Nell’identikit dell’atleta perfetto infatti c’è un mix di metodicità, disponibilità, impegno e struttura fisica; «Poi anche il talento, ma ne ho visti tanti che non sapevano usarlo o non erano strutturati, e non vanno da nessuna parte. Quando dico disponibilità intendo nei confronti del gruppo. Questo vuol dire tenacia, il necessario impegno non solo per se stessi. Senza questo non si cresce». E la maturazione, sportiva e personale degli atleti, e di tutti quelli che contribuiscono alle sorti della società, è un faro nei discorsi di Zanin: «Perché il talento te lo dà la genetica, o Dio; l’impegno dipende solo da te, si può imparare ascoltando chi ti guida, e ci si può lavorare molto sopra». Ecco perché nell’album degli atleti ideali non ci sono abbastanza pagine per il coach Zanin: «Faccio fatica a dirti un nome solo, ricordo con affetto tanti atleti, alcuni diventati allenatorio altri che non sono diventati famosi: tutta gente che ha dato e dà il 110%. Mauro Baldassin, Dante Boninfante, Marco Zingaro, Nedialko Deltchev, mi vengono subito in mente. Luca Tencati, o Max Di Franco che ha anche scritto un libro sulla sua storia ( “Il bambino che sogna”, di cui è stato girato un cortometraggio e presto potrebbe diventare  un film) era arrivato qui quasi deperito, due metri per 72 kg, ma con una volontà tale che in un anno è arrivato alle selezioni e  poi capitano della nazionale juniores». E anche adesso, pensando ai più recenti Anzani e Beretta: «Certo ci sentiamo, mi scrivono: Simone l’ho maltrattato tanto, ma con affetto e Tommy, beh è uno che ha cominciato tardi con la pallavolo, prima faceva sci – ci pensi? – era un grizzly, un bestione, ma in un anno è diventato il miglior centrale di categoria». 

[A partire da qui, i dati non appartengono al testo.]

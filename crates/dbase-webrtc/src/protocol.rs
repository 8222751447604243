//! Data channel transfer protocol
//!
//! Control messages travel as JSON text frames:
//!
//! ```text
//! {"type":"file_transfer_info","transferId":..,"sourceId":..,"kvPairsLength":..,"maxChunkSize":..}
//! {"type":"file_transfer_info_ack","transferId":..}
//! {"type":"text","content":..}
//! ```
//!
//! Chunk records travel as binary frames: the UTF-8 JSON of a [`KvRecord`]
//! sliced into pieces of at most `maxChunkSize` bytes, sent back to back.

use dbase_core::KvRecord;
use serde::{Deserialize, Serialize};
use serde_json::Value;
use tracing::warn;

use crate::transport::ProtocolError;

/// Reference upper bound for one binary frame (16 KiB)
pub const MAX_FRAME_SIZE: usize = 16 * 1024;

/// Give up on a record that grows past this without parsing
pub const MAX_RECORD_SIZE: usize = 64 * 1024 * 1024;

#[derive(Debug, Clone, PartialEq, Eq, Serialize, Deserialize)]
#[serde(tag = "type")]
pub enum ControlMessage {
    #[serde(rename = "file_transfer_info", rename_all = "camelCase")]
    FileTransferInfo {
        transfer_id: String,
        source_id: String,
        kv_pairs_length: usize,
        max_chunk_size: usize,
    },
    #[serde(rename = "file_transfer_info_ack", rename_all = "camelCase")]
    FileTransferInfoAck { transfer_id: String },
    #[serde(rename = "text")]
    Text { content: String },
}

impl ControlMessage {
    pub fn to_json(&self) -> Result<String, ProtocolError> {
        serde_json::to_string(self).map_err(|e| ProtocolError::Malformed(e.to_string()))
    }

    /// Unknown `type` values are reported separately from broken JSON
    pub fn parse(text: &str) -> Result<Self, ProtocolError> {
        let value: Value =
            serde_json::from_str(text).map_err(|e| ProtocolError::Malformed(e.to_string()))?;
        let msg_type = value
            .get("type")
            .and_then(|t| t.as_str())
            .ok_or_else(|| ProtocolError::Malformed("missing type".to_string()))?
            .to_string();

        match msg_type.as_str() {
            "file_transfer_info" | "file_transfer_info_ack" | "text" => {
                serde_json::from_value(value).map_err(|e| ProtocolError::Malformed(e.to_string()))
            }
            _ => Err(ProtocolError::UnknownType(msg_type)),
        }
    }
}

/// Serialize a record and slice it into frames of at most `max_frame_size` bytes
pub fn frame_record(record: &KvRecord, max_frame_size: usize) -> Result<Vec<Vec<u8>>, ProtocolError> {
    if max_frame_size == 0 {
        return Err(ProtocolError::Malformed("frame size must be positive".to_string()));
    }
    let bytes = serde_json::to_vec(record).map_err(|e| ProtocolError::Malformed(e.to_string()))?;
    Ok(bytes.chunks(max_frame_size).map(|c| c.to_vec()).collect())
}

fn parse_record(bytes: &[u8]) -> Option<KvRecord> {
    // JSON documents of a record always end in '}'; skip the parse otherwise
    if bytes.last() != Some(&b'}') {
        return None;
    }
    serde_json::from_slice(bytes).ok()
}

/// Per-channel record reassembly.
///
/// Frames of one record arrive contiguously, so a single buffer per channel
/// suffices. The buffer is committed as soon as its concatenation parses.
#[derive(Debug)]
pub struct Reassembler {
    buffer: Vec<u8>,
    frames: usize,
    max_record_size: usize,
}

impl Default for Reassembler {
    fn default() -> Self {
        Self::new(MAX_RECORD_SIZE)
    }
}

impl Reassembler {
    pub fn new(max_record_size: usize) -> Self {
        Self {
            buffer: Vec::new(),
            frames: 0,
            max_record_size,
        }
    }

    /// Bytes held for an incomplete record
    pub fn pending(&self) -> usize {
        self.buffer.len()
    }

    /// Feed one binary frame; returns a record once one is complete.
    ///
    /// A frame that is a complete record on its own while another record is
    /// pending starts over: the stale buffer is discarded and reported.
    pub fn push(&mut self, frame: &[u8]) -> Result<Option<KvRecord>, ProtocolError> {
        if !self.buffer.is_empty() {
            if let Some(record) = parse_record(frame) {
                let stale = ProtocolError::Malformed(format!(
                    "unfinished record of {} bytes in {} frames interrupted by {}",
                    self.buffer.len(),
                    self.frames,
                    record.key
                ));
                warn!("Discarding reassembly buffer: {}", stale);
                self.reset();
                return Ok(Some(record));
            }
        }

        self.buffer.extend_from_slice(frame);
        self.frames += 1;

        if let Some(record) = parse_record(&self.buffer) {
            self.reset();
            return Ok(Some(record));
        }

        if self.buffer.len() > self.max_record_size {
            self.reset();
            return Err(ProtocolError::RecordTooLarge {
                limit: self.max_record_size,
            });
        }
        Ok(None)
    }

    fn reset(&mut self) {
        self.buffer.clear();
        self.frames = 0;
    }
}

#[cfg(test)]
mod tests {
    use super::*;
    use dbase_core::{ChunkMeta, EncryptedChunk, EncryptionMethod};

    fn record(cid: &str, data_len: usize) -> KvRecord {
        KvRecord::new(ChunkMeta {
            owner: "node-a".to_string(),
            file_name: "report.pdf".to_string(),
            chunk_cid: cid.to_string(),
            chunk_index: 0,
            encrypted_chunk: EncryptedChunk::sealed(vec![3; 12], vec![100; data_len]),
            encryption_method: EncryptionMethod::AesGcm,
        })
    }

    #[test]
    fn test_control_message_wire_shape() {
        let info = ControlMessage::FileTransferInfo {
            transfer_id: "t-1".to_string(),
            source_id: "peer-a".to_string(),
            kv_pairs_length: 3,
            max_chunk_size: MAX_FRAME_SIZE,
        };
        let json: Value = serde_json::from_str(&info.to_json().unwrap()).unwrap();
        assert_eq!(json["type"], "file_transfer_info");
        assert_eq!(json["transferId"], "t-1");
        assert_eq!(json["sourceId"], "peer-a");
        assert_eq!(json["kvPairsLength"], 3);
        assert_eq!(json["maxChunkSize"], 16384);

        let ack = ControlMessage::parse(r#"{"type":"file_transfer_info_ack","transferId":"t-1"}"#).unwrap();
        assert_eq!(ack, ControlMessage::FileTransferInfoAck { transfer_id: "t-1".to_string() });
    }

    #[test]
    fn test_control_message_errors() {
        assert!(matches!(
            ControlMessage::parse(r#"{"type":"bogus"}"#),
            Err(ProtocolError::UnknownType(t)) if t == "bogus"
        ));
        assert!(matches!(ControlMessage::parse("{"), Err(ProtocolError::Malformed(_))));
        assert!(matches!(
            ControlMessage::parse(r#"{"type":"text"}"#),
            Err(ProtocolError::Malformed(_))
        ));
    }

    #[test]
    fn test_small_record_single_frame() {
        // ~5 KB of JSON
        let rec = record("bafkreismall", 1200);
        let frames = frame_record(&rec, MAX_FRAME_SIZE).unwrap();
        assert_eq!(frames.len(), 1);

        let mut reassembler = Reassembler::default();
        assert_eq!(reassembler.push(&frames[0]).unwrap(), Some(rec));
        assert_eq!(reassembler.pending(), 0);
    }

    #[test]
    fn test_40kb_record_three_frames() {
        // 10,000 entries of "100," is 40,000 bytes of JSON
        let rec = record("bafkreilarge", 10_000);
        let original = serde_json::to_vec(&rec).unwrap();
        assert!(original.len() > 2 * MAX_FRAME_SIZE && original.len() <= 3 * MAX_FRAME_SIZE);

        let frames = frame_record(&rec, MAX_FRAME_SIZE).unwrap();
        assert_eq!(frames.len(), 3);
        assert!(frames.iter().all(|f| f.len() <= MAX_FRAME_SIZE));

        let mut reassembler = Reassembler::default();
        assert_eq!(reassembler.push(&frames[0]).unwrap(), None);
        assert_eq!(reassembler.push(&frames[1]).unwrap(), None);
        let rebuilt = reassembler.push(&frames[2]).unwrap().unwrap();
        assert_eq!(serde_json::to_vec(&rebuilt).unwrap(), original);
        assert_eq!(rebuilt, rec);
    }

    #[test]
    fn test_consecutive_records() {
        let a = record("bafkreia", 6000);
        let b = record("bafkreib", 10);
        let mut reassembler = Reassembler::default();
        let mut out = Vec::new();
        for frame in frame_record(&a, 4096).unwrap().iter().chain(frame_record(&b, 4096).unwrap().iter()) {
            if let Some(rec) = reassembler.push(frame).unwrap() {
                out.push(rec.key);
            }
        }
        assert_eq!(out, vec!["bafkreia", "bafkreib"]);
    }

    #[test]
    fn test_standalone_frame_replaces_stale_buffer() {
        let big = record("bafkreibig", 6000);
        let small = record("bafkreismall", 10);
        let big_frames = frame_record(&big, 4096).unwrap();
        let small_frames = frame_record(&small, 4096).unwrap();

        let mut reassembler = Reassembler::default();
        assert_eq!(reassembler.push(&big_frames[0]).unwrap(), None);
        assert!(reassembler.pending() > 0);
        assert_eq!(reassembler.push(&small_frames[0]).unwrap(), Some(small));
        assert_eq!(reassembler.pending(), 0);
    }

    #[test]
    fn test_record_too_large() {
        let mut reassembler = Reassembler::new(10);
        assert_eq!(reassembler.push(b"{\"key\":").unwrap(), None);
        assert_eq!(
            reassembler.push(b"\"abcdefgh"),
            Err(ProtocolError::RecordTooLarge { limit: 10 })
        );
        assert_eq!(reassembler.pending(), 0);
    }
}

Pensando a loro e agli atleti di domani Zanin riflette sul cambiamento, innegabile: «Non avendo la serie A, come punto di riferimento, manca uno stimolo grosso per i ragazzi: ora noi siamo una scuola di pallavolo che dà strumenti per giocare anche in serie A, ma è migliorato tutto. Noi, siamo migliorati: c’è più attenzione alle famiglie e al territorio, diverso da quello di prima perché cerchiamo relazioni più forti con il tessuto produttivo trevigiano. E poi ci sono i tecnici, i preparatori, i dirigenti, i fisioterapisti e i medici: qui i genitori vedono la qualità, quel qualcosa in più che fa ancora la differenza, oltre alla tradizione, e quella non si dimentica. E i risultati parlano; si valuta soprattutto il lavoro. Guardiamo l’anno scorso, ottimo: ma non ci fermiamo, le vittorie sono importanti ma anche la maturazione, soprattutto per chi ancora deve esprimere il meglio» e Zanin  non si riferisce solo agli atleti, ma a tutta la “seconda famiglia” del Volley Treviso: «Non sono d’accordo che vincere sia la cosa più importante: ci sono valori e regole per conseguire la vittoria, rispettando i giocatori, il loro e il nostro futuro».